Required work:
From the records below, return every line containing the word "ExportOptions".

Saved entries:

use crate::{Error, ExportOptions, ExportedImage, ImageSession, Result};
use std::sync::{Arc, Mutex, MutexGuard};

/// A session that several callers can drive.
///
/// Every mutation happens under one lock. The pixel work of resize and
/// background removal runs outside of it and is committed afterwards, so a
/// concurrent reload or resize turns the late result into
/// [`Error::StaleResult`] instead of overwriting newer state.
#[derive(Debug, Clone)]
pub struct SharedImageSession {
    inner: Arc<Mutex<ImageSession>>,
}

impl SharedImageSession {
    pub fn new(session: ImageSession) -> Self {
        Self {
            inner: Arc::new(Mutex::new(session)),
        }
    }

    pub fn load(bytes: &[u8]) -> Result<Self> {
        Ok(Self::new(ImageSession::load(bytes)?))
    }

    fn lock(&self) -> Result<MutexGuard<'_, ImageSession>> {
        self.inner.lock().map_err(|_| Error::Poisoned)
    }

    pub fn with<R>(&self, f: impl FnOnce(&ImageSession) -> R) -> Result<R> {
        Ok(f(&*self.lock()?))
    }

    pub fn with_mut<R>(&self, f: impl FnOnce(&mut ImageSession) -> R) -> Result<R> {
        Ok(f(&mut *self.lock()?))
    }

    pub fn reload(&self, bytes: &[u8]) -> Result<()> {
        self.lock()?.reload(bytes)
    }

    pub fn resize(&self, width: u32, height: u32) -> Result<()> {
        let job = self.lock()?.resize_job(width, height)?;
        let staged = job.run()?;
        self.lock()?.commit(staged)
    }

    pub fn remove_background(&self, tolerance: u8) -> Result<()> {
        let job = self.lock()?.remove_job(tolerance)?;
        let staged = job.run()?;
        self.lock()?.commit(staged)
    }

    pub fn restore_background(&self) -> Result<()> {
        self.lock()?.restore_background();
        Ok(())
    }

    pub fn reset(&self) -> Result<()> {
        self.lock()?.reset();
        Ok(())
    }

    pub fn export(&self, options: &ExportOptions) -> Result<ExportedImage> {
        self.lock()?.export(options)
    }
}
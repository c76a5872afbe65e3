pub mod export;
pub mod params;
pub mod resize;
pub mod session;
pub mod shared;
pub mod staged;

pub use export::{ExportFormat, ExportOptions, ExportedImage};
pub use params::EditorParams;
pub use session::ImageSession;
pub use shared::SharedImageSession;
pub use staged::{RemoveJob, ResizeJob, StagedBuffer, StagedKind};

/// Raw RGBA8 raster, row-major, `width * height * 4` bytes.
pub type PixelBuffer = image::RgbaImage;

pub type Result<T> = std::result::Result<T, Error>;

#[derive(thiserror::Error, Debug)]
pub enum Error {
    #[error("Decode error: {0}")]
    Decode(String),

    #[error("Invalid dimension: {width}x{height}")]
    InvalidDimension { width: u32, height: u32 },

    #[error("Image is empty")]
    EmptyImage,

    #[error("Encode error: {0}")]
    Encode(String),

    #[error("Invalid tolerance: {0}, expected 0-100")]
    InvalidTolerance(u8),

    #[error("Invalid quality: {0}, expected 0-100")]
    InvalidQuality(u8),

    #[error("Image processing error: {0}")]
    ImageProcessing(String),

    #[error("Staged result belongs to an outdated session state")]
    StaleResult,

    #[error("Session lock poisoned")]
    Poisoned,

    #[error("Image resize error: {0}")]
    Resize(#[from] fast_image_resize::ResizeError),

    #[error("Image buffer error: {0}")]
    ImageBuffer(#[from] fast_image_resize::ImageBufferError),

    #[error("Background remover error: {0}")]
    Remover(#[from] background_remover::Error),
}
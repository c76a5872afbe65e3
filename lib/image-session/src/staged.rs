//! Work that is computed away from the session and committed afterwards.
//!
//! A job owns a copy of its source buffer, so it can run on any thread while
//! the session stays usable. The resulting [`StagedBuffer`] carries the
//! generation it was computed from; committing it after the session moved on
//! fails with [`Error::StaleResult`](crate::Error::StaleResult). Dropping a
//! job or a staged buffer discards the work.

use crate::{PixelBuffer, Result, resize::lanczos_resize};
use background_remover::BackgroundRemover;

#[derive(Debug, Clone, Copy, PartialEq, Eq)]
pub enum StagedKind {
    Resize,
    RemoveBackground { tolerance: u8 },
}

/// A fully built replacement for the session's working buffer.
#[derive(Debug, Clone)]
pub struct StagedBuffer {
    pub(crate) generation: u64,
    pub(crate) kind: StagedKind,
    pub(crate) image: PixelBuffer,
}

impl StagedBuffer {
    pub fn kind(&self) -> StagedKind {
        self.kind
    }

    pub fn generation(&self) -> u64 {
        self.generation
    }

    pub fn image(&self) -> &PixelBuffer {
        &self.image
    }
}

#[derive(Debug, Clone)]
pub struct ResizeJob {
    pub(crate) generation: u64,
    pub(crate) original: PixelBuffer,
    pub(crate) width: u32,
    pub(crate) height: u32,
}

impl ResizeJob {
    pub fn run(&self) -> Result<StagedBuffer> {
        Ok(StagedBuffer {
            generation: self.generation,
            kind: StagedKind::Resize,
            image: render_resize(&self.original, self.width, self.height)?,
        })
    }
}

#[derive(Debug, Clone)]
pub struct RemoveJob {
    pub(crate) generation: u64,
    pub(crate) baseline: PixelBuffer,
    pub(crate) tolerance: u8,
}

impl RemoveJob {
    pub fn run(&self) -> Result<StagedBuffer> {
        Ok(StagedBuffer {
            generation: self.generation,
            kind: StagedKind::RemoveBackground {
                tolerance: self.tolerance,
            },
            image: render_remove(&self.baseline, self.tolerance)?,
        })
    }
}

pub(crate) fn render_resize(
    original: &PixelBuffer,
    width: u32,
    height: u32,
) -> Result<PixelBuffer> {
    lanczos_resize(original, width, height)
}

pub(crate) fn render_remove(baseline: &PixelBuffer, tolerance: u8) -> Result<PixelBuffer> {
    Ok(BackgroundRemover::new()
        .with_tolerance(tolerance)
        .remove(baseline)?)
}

Response area:
use crate::{Error, ExportOptions, ExportedImage, ImageSession, Result};
    pub fn export(&self, options: &ExportOptions) -> Result<ExportedImage> {
pub use export::{ExportFormat, ExportOptions, ExportedImage};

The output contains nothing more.